The phenotype of the fetuin-deficient mouse is consistent with the effects of fetuin depletion on serum found in the present study. Fetuin knockout mice have multiple calcium phosphate mineral deposits in a variety of soft tissues, particularly those involved in the transport or filtration of blood; these deposits are not within collagen fibrils [14, 36, 37]. Our results demonstrate that removal of fetuin from serum results in the formation of calcium phosphate crystals throughout serum and the absence of mineral formation within collagen. The close parallel between the effects of fetuin depletion in vivo and in vitro suggests that the serum nucleator of mineral formation unmasked by fetuin depletion in vitro may be responsible for the formation of the soft tissue mineral deposits seen in the fetuin knockout mouse.

Summary and Conclusion: A Hypothesis for the Mechanism of Normal Bone Mineralization

The present study was carried out to understand the mechanism by which a serum calcification factor activity consisting of proteins 50–150 kDa in size is able to drive the calcification of a collagen fibril. The results of this study show that serum calcification factor activity consists of at least two large proteins, neither of which can penetrate the collagen fibril. One as yet unidentified protein generates crystal nuclei outside of the fibril, some of which then diffuse into the fibril. The other protein, fetuin, inhibits the growth of crystal nuclei that remain in the solution outside of the fibril, thereby freeing calcium and phosphate ions for crystal growth within the fibril. We propose the term “shotgun mineralization” for this calcification mechanism: Crystals form throughout the solution, and only those that diffuse into a mineralizable matrix grow.

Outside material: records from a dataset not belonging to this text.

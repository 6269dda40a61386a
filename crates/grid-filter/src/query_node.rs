//! Declarative query fragments for server-delegated filtering.
//!
//! A server-mode host forwards filters as data rather than evaluating
//! them locally. The same completeness rules apply as for compilation:
//! incomplete rules are omitted from the emitted tree, so client and
//! server modes agree on which rules constrain the result.

use serde::{Deserialize, Serialize};
use serde_json::Value;

use grid_model::{FilterGroup, FilterLogic, FilterOperator, FilterRule};

use crate::operators::OperatorTable;

/// One leaf constraint in a query tree.
#[derive(Debug, Clone, PartialEq, Serialize, Deserialize)]
#[serde(rename_all = "camelCase")]
pub struct RuleNode {
    pub column_id: String,
    pub operator: FilterOperator,
    pub value: Value,
}

/// A serializable filter tree: `{"and": [...]}`, `{"or": [...]}`, or a
/// bare rule object.
#[derive(Debug, Clone, PartialEq, Serialize, Deserialize)]
#[serde(rename_all = "lowercase")]
pub enum QueryNode {
    And(Vec<QueryNode>),
    Or(Vec<QueryNode>),
    #[serde(untagged)]
    Rule(RuleNode),
}

impl QueryNode {
    /// Build the query fragment for a filter group.
    ///
    /// Incomplete rules (those the table would compile to `None`) are
    /// dropped. Returns `None` when nothing constrains the result, so
    /// callers can omit the fragment from the outgoing request.
    pub fn from_group(table: &OperatorTable, group: &FilterGroup) -> Option<Self> {
        let leaves: Vec<QueryNode> = group
            .filters
            .iter()
            .filter(|rule| table.compile(rule).is_some())
            .map(|rule| QueryNode::Rule(rule_node(rule)))
            .collect();

        if leaves.is_empty() {
            return None;
        }
        Some(match group.logic {
            FilterLogic::And => QueryNode::And(leaves),
            FilterLogic::Or => QueryNode::Or(leaves),
        })
    }
}

fn rule_node(rule: &FilterRule) -> RuleNode {
    RuleNode {
        column_id: rule.column_id.clone(),
        operator: rule.operator,
        value: rule.value.clone(),
    }
}

#[cfg(test)]
mod tests {
    use super::*;
    use grid_model::ColumnType;
    use serde_json::json;

    #[test]
    fn emits_and_tree() {
        let table = OperatorTable::standard();
        let mut group = FilterGroup::default();
        group.add(FilterRule::new(
            "age",
            FilterOperator::GreaterThan,
            json!(20),
            ColumnType::Number,
        ));
        group.add(FilterRule::new(
            "name",
            FilterOperator::Contains,
            json!("jo"),
            ColumnType::Text,
        ));

        let node = QueryNode::from_group(&table, &group).unwrap();
        let json = serde_json::to_value(&node).unwrap();
        assert_eq!(
            json,
            json!({"and": [
                {"columnId": "age", "operator": "greaterThan", "value": 20},
                {"columnId": "name", "operator": "contains", "value": "jo"}
            ]})
        );
    }

    #[test]
    fn incomplete_rules_are_omitted() {
        let table = OperatorTable::standard();
        let mut group = FilterGroup::new(FilterLogic::Or);
        group.add(FilterRule::new(
            "name",
            FilterOperator::Contains,
            json!(""),
            ColumnType::Text,
        ));
        assert_eq!(QueryNode::from_group(&table, &group), None);

        group.add(FilterRule::new(
            "name",
            FilterOperator::Contains,
            json!("a"),
            ColumnType::Text,
        ));
        let node = QueryNode::from_group(&table, &group).unwrap();
        match node {
            QueryNode::Or(leaves) => assert_eq!(leaves.len(), 1),
            other => panic!("expected or-node, got {other:?}"),
        }
    }
}
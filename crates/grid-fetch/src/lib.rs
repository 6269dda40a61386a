//! Fetch coordination for the data-grid engine.
//!
//! - **source**: the `DataSource` contract plus the two built-in
//!   implementations - `ClientSource` (local filter/sort/paginate over
//!   resident rows) and `ServerSource` (host callback)
//! - **coordinator**: the debounced worker that turns canonical-query
//!   changes into at most one fetch per quiet period, discards stale
//!   results by generation token, and retains loaded rows across
//!   failures
//!
//! The coordinator does not care whether data is local or remote; it
//! only cares *who* evaluates the query, which is the source's job.

pub mod coordinator;
pub mod error;
pub mod source;

pub use coordinator::{FetchCoordinator, FetchTicket, FetchUpdate, RequestOutcome};
pub use error::FetchError;
pub use source::{ClientSource, DataSource, Page, ServerSource};

/// Default debounce window between a state change and the fetch it
/// triggers.
pub const DEFAULT_DEBOUNCE: std::time::Duration = std::time::Duration::from_millis(300);
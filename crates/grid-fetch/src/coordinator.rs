//! The debounced fetch coordinator.
//!
//! State changes arrive as canonical queries; the coordinator owes the
//! grid three guarantees:
//!
//! 1. rapid successive changes within the debounce window coalesce into
//!    one fetch, using the newest query;
//! 2. a query equal to the last *completed* one is suppressed entirely
//!    (re-renders that re-derive an identical query cost nothing);
//! 3. only the result matching the most-recently-issued request is ever
//!    applied - an older, slower request that resolves late is
//!    discarded, so result application is monotonic.
//!
//! Guarantee 3 is a generation counter, not a lock: every request bumps
//! it, every resolution compares against it. Fetch failures are logged
//! and swallowed here; previously loaded rows stay put so the grid
//! never flashes empty.

use std::sync::atomic::{AtomicBool, AtomicU64, Ordering};
use std::sync::{Arc, Mutex};
use std::thread::JoinHandle;
use std::time::Duration;

use crossbeam_channel::{Receiver, RecvTimeoutError, Sender, unbounded};
use tracing::{debug, warn};

use grid_model::CanonicalQuery;
use grid_model::row::Row;

use crate::source::{DataSource, Page};

/// Outcome of asking the coordinator to fetch.
#[derive(Debug, Clone, Copy, PartialEq, Eq)]
pub enum RequestOutcome {
    /// Query equals the last completed one; nothing scheduled.
    Suppressed,
    /// A (debounced) fetch was scheduled.
    Scheduled,
}

/// Token handed to pull-mode hosts with each query notification. The
/// host must present it when applying results so stale responses can
/// be rejected.
#[derive(Debug, Clone, PartialEq, Eq)]
pub struct FetchTicket {
    generation: u64,
    key: String,
}

impl FetchTicket {
    /// The comparison key of the query this ticket was issued for.
    pub fn key(&self) -> &str {
        &self.key
    }
}

/// Notifications emitted as fetches progress.
#[derive(Debug, Clone)]
pub enum FetchUpdate {
    /// A fetch started executing (debounce elapsed).
    Started,
    /// Rows and total were replaced.
    Loaded { total: u64 },
    /// The source failed; loaded rows were retained.
    Failed { message: String },
}

/// Who does the fetching.
enum Mode {
    /// The coordinator invokes the source itself.
    Push(Arc<dyn DataSource>),
    /// The host is notified and fetches on its own, applying results
    /// back with the ticket.
    Pull(Box<dyn Fn(FetchTicket, &CanonicalQuery) + Send>),
}

struct Job {
    query: CanonicalQuery,
    key: String,
    generation: u64,
}

enum Msg {
    Request(Job),
    Shutdown,
}

#[derive(Default)]
struct LoadedData {
    rows: Vec<Row>,
    total: u64,
}

struct Shared {
    data: Mutex<LoadedData>,
    last_completed_key: Mutex<Option<String>>,
    loading: AtomicBool,
    generation: AtomicU64,
}

/// Debounces, deduplicates, and serializes fetches for one table.
pub struct FetchCoordinator {
    shared: Arc<Shared>,
    sender: Sender<Msg>,
    worker: Option<JoinHandle<()>>,
}

impl FetchCoordinator {
    /// Push-mode coordinator: fetches run on the worker thread.
    pub fn new(source: Arc<dyn DataSource>, debounce: Duration) -> Self {
        Self::spawn(Mode::Push(source), debounce, None)
    }

    /// Push-mode coordinator that also emits `FetchUpdate`s.
    pub fn with_updates(
        source: Arc<dyn DataSource>,
        debounce: Duration,
        updates: Sender<FetchUpdate>,
    ) -> Self {
        Self::spawn(Mode::Push(source), debounce, Some(updates))
    }

    /// Pull-mode coordinator: the host fetches on notification.
    pub fn pull(
        on_query: impl Fn(FetchTicket, &CanonicalQuery) + Send + 'static,
        debounce: Duration,
    ) -> Self {
        Self::spawn(Mode::Pull(Box::new(on_query)), debounce, None)
    }

    fn spawn(mode: Mode, debounce: Duration, updates: Option<Sender<FetchUpdate>>) -> Self {
        let shared = Arc::new(Shared {
            data: Mutex::new(LoadedData::default()),
            last_completed_key: Mutex::new(None),
            loading: AtomicBool::new(false),
            generation: AtomicU64::new(0),
        });
        let (sender, receiver) = unbounded();
        let worker_shared = Arc::clone(&shared);
        let worker = std::thread::spawn(move || {
            run_worker(&worker_shared, &receiver, &mode, debounce, updates.as_ref());
        });

        Self {
            shared,
            sender,
            worker: Some(worker),
        }
    }

    /// Schedule a fetch for a new canonical query.
    ///
    /// Returns `Suppressed` when the query deep-equals the last
    /// completed one - redundant re-renders produce no traffic.
    pub fn request(&self, query: &CanonicalQuery) -> RequestOutcome {
        let key = query.comparison_key();
        {
            let last = self
                .shared
                .last_completed_key
                .lock()
                .unwrap_or_else(|e| e.into_inner());
            if last.as_deref() == Some(key.as_str()) {
                debug!("query unchanged since last completed fetch; suppressing");
                return RequestOutcome::Suppressed;
            }
        }

        let generation = self.shared.generation.fetch_add(1, Ordering::SeqCst) + 1;
        let job = Job {
            query: query.clone(),
            key,
            generation,
        };
        if self.sender.send(Msg::Request(job)).is_err() {
            warn!("fetch worker is gone; request dropped");
            return RequestOutcome::Suppressed;
        }
        RequestOutcome::Scheduled
    }

    /// Apply a pull-mode result. Returns `false` (and changes nothing)
    /// when the ticket is stale.
    pub fn apply_result(&self, ticket: &FetchTicket, page: Page) -> bool {
        let current = self.shared.generation.load(Ordering::SeqCst);
        if ticket.generation != current {
            // A stale resolution changes nothing, including the
            // loading flag: the current request is still outstanding.
            debug!(
                ticket = ticket.generation,
                current, "stale pull result discarded"
            );
            return false;
        }
        self.shared.loading.store(false, Ordering::SeqCst);
        apply_page(&self.shared, &ticket.key, page);
        true
    }

    /// Record a pull-mode failure: loading clears, rows stay. Stale
    /// tickets change nothing.
    pub fn report_failure(&self, ticket: &FetchTicket, message: &str) {
        warn!(ticket = ticket.generation, message, "pull fetch failed");
        if ticket.generation == self.shared.generation.load(Ordering::SeqCst) {
            self.shared.loading.store(false, Ordering::SeqCst);
        }
    }

    /// Forget the last completed query so the next `request` is never
    /// dedup-suppressed. Used by forced refreshes.
    pub fn invalidate(&self) {
        let mut last = self
            .shared
            .last_completed_key
            .lock()
            .unwrap_or_else(|e| e.into_inner());
        *last = None;
    }

    /// Currently loaded page rows.
    pub fn rows(&self) -> Vec<Row> {
        self.shared
            .data
            .lock()
            .unwrap_or_else(|e| e.into_inner())
            .rows
            .clone()
    }

    /// Last known matching-row total (feeds `selected_count`).
    pub fn total(&self) -> u64 {
        self.shared
            .data
            .lock()
            .unwrap_or_else(|e| e.into_inner())
            .total
    }

    /// Whether a fetch is executing.
    pub fn is_loading(&self) -> bool {
        self.shared.loading.load(Ordering::SeqCst)
    }
}

impl Drop for FetchCoordinator {
    fn drop(&mut self) {
        let _ = self.sender.send(Msg::Shutdown);
        if let Some(worker) = self.worker.take() {
            let _ = worker.join();
        }
    }
}

impl std::fmt::Debug for FetchCoordinator {
    fn fmt(&self, f: &mut std::fmt::Formatter<'_>) -> std::fmt::Result {
        f.debug_struct("FetchCoordinator")
            .field("loading", &self.is_loading())
            .field("total", &self.total())
            .finish()
    }
}

// ============================================================================
// Worker
// ============================================================================

fn run_worker(
    shared: &Arc<Shared>,
    receiver: &Receiver<Msg>,
    mode: &Mode,
    debounce: Duration,
    updates: Option<&Sender<FetchUpdate>>,
) {
    while let Ok(msg) = receiver.recv() {
        let mut job = match msg {
            Msg::Request(job) => job,
            Msg::Shutdown => return,
        };

        // Debounce: keep absorbing newer requests until the window is
        // quiet. Only the newest job survives.
        loop {
            match receiver.recv_timeout(debounce) {
                Ok(Msg::Request(newer)) => job = newer,
                Ok(Msg::Shutdown) => return,
                Err(RecvTimeoutError::Timeout) => break,
                Err(RecvTimeoutError::Disconnected) => return,
            }
        }

        // A request may have landed between the timeout and here.
        if job.generation != shared.generation.load(Ordering::SeqCst) {
            continue;
        }

        shared.loading.store(true, Ordering::SeqCst);
        notify(updates, FetchUpdate::Started);

        match mode {
            Mode::Push(source) => {
                let result = source.fetch(&job.query);
                match result {
                    Ok(page) => {
                        if job.generation == shared.generation.load(Ordering::SeqCst) {
                            let total = page.total;
                            apply_page(shared, &job.key, page);
                            notify(updates, FetchUpdate::Loaded { total });
                        } else {
                            debug!(
                                generation = job.generation,
                                "stale fetch result discarded"
                            );
                        }
                    }
                    Err(error) => {
                        // Loaded rows are retained; the host surfaces
                        // the failure through its own channel.
                        warn!(%error, "fetch failed; keeping previous rows");
                        notify(
                            updates,
                            FetchUpdate::Failed {
                                message: error.to_string(),
                            },
                        );
                    }
                }
                shared.loading.store(false, Ordering::SeqCst);
            }
            Mode::Pull(on_query) => {
                let ticket = FetchTicket {
                    generation: job.generation,
                    key: job.key.clone(),
                };
                // Loading stays set until the host applies or reports.
                on_query(ticket, &job.query);
            }
        }
    }
}

fn apply_page(shared: &Arc<Shared>, key: &str, page: Page) {
    {
        let mut data = shared.data.lock().unwrap_or_else(|e| e.into_inner());
        data.rows = page.rows;
        data.total = page.total;
    }
    let mut last = shared
        .last_completed_key
        .lock()
        .unwrap_or_else(|e| e.into_inner());
    *last = Some(key.to_string());
}

fn notify(updates: Option<&Sender<FetchUpdate>>, update: FetchUpdate) {
    if let Some(sender) = updates {
        let _ = sender.send(update);
    }
}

It is possible that mineralization of the collagen fibril occurs by a similar mechanism in vivo. Nucleators too large to penetrate the fibril may generate small crystals near the mineralization front, some of which penetrate the fibril; and large crystal growth inhibitors may bind to crystals that remain in the solution outside of the fibril, thereby ensuring that only crystals within the fibril can grow. As with many other critical processes in biochemical physiology, there are probably multiple layers of redundancy in the process of normal bone mineralization. Bone is known to contain a number of large inhibitors of apatite crystal growth in addition to fetuin, a redundancy in function that could account for the apparently normal calcification of the collagen fibril in the fetuin knockout mouse [14]. In addition to the serum nucleator activity, nucleators may include large proteins such as bone sialoprotein [38, 39] as well as large structures such as matrix vesicles [40].

Future studies will be needed to further assess the relationship between the mechanism of serum-induced collagen calcification in vitro and the mechanism of bone mineralization. The fetuin-depleted serum assay developed here can be used to search for other bone macromolecules that, when added to fetuin-deficient serum, restore the serum-driven calcification of the collagen fibril and prevent the growth and precipitation of mineral outside of the fibril. DMEM plus purified fetuin can be used as a test system to evaluate the ability of different bone macromolecules to generate crystal nuclei outside of the fibril that are small enough to penetrate the fibril and grow. Other studies will be needed to determine whether the initial serum-induced mineral forms within the hole region of the collagen fibril (the location of initial crystal formation in vivo), to compare the size and shape of the crystals within the fibril with the crystals found in normal bone, and to see if the mechanical properties of demineralized bone that has been fully recalcified by incubation in serum [31] are comparable to those of the original bone prior to demineralization.